= Beginning of Section =
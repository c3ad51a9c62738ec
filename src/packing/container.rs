//! A single bin holding item weights.

/// Item weight and container capacity.
///
/// Signed so that [`Container::padding`] can report an overfull container
/// as a negative value instead of wrapping.
pub type Weight = i64;

/// A multiset of item weights packed into one bin.
///
/// Equality is positional: two containers are equal iff they hold the same
/// weights in the same order.
///
/// # Examples
///
/// ```
/// use u_binpack::packing::Container;
///
/// let mut c = Container::new();
/// c.append(3);
/// c.append(4);
/// assert_eq!(c.sum(), 7);
/// assert_eq!(c.padding(10), 3);
/// ```
#[derive(Debug, Clone, Default, PartialEq, Eq)]
#[cfg_attr(feature = "serde", derive(serde::Serialize, serde::Deserialize))]
#[cfg_attr(feature = "serde", serde(transparent))]
pub struct Container {
    weights: Vec<Weight>,
}

impl Container {
    /// Creates an empty container.
    pub fn new() -> Self {
        Self::default()
    }

    /// Creates a container holding `weights` in the given order.
    pub fn from_weights(weights: Vec<Weight>) -> Self {
        Self { weights }
    }

    /// The packed weights, in insertion order.
    pub fn weights(&self) -> &[Weight] {
        &self.weights
    }

    pub fn len(&self) -> usize {
        self.weights.len()
    }

    pub fn is_empty(&self) -> bool {
        self.weights.is_empty()
    }

    /// Total of the contained weights.
    pub fn sum(&self) -> Weight {
        self.weights.iter().sum()
    }

    /// Unused space, `capacity - sum()`.
    ///
    /// Negative when the container is over capacity. This is a diagnostic
    /// value; nothing here enforces the capacity.
    pub fn padding(&self, capacity: Weight) -> Weight {
        capacity - self.sum()
    }

    /// Whether the container is filled exactly to `capacity`.
    pub fn is_full(&self, capacity: Weight) -> bool {
        self.padding(capacity) == 0
    }

    /// Adds one weight. Always succeeds.
    pub fn append(&mut self, weight: Weight) {
        self.weights.push(weight);
    }

    /// Removes the weight at `index`, moving the last weight into its slot.
    pub(crate) fn swap_remove(&mut self, index: usize) -> Weight {
        self.weights.swap_remove(index)
    }

    /// Replaces the weight at `index` and returns the previous one.
    pub(crate) fn replace(&mut self, index: usize, weight: Weight) -> Weight {
        std::mem::replace(&mut self.weights[index], weight)
    }
}

impl From<Vec<Weight>> for Container {
    fn from(weights: Vec<Weight>) -> Self {
        Self::from_weights(weights)
    }
}

#[cfg(test)]
mod tests {
    use super::*;

    #[test]
    fn test_sum() {
        assert_eq!(Container::new().sum(), 0);
        assert_eq!(Container::from_weights(vec![1, 2, 3, 4]).sum(), 10);
        assert_eq!(Container::from_weights(vec![0, 0, 0, 0, 0]).sum(), 0);
    }

    #[test]
    fn test_padding() {
        let cases = [
            (vec![1, 2, 3, 7], 15, 2),
            (vec![1, 2, 3], 10, 4),
            (vec![], 10, 10),
            (vec![1, 2, 3], 6, 0),
            (vec![1, 2, 3], 1, -5),
        ];
        for (weights, capacity, expected) in cases {
            let c = Container::from_weights(weights);
            assert_eq!(c.padding(capacity), expected, "container {:?}", c);
        }
    }

    #[test]
    fn test_is_full() {
        let c = Container::from_weights(vec![4, 6]);
        assert!(c.is_full(10));
        assert!(!c.is_full(11));
        assert!(!c.is_full(9));
    }

    #[test]
    fn test_equality_is_positional() {
        assert_eq!(Container::new(), Container::new());
        assert_eq!(Container::new(), Container::from_weights(vec![]));
        assert_ne!(Container::from_weights(vec![1]), Container::new());
        assert_ne!(
            Container::from_weights(vec![1, 2, 3, 4]),
            Container::from_weights(vec![4, 3, 2, 1])
        );
    }

    #[test]
    fn test_append() {
        let mut c = Container::new();
        c.append(5);
        c.append(2);
        assert_eq!(c.weights(), &[5, 2]);
        assert_eq!(c.len(), 2);
    }

    #[test]
    fn test_swap_remove_moves_last_into_slot() {
        let mut c = Container::from_weights(vec![1, 2, 3, 4]);
        assert_eq!(c.swap_remove(1), 2);
        assert_eq!(c.weights(), &[1, 4, 3]);
    }
}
= End of Section =
AIM OF THE TASK. In the entries above, some lines hold the string "cases". Copy each of them.

WRITTEN ANSWER.
        let cases = [
        for (weights, capacity, expected) in cases {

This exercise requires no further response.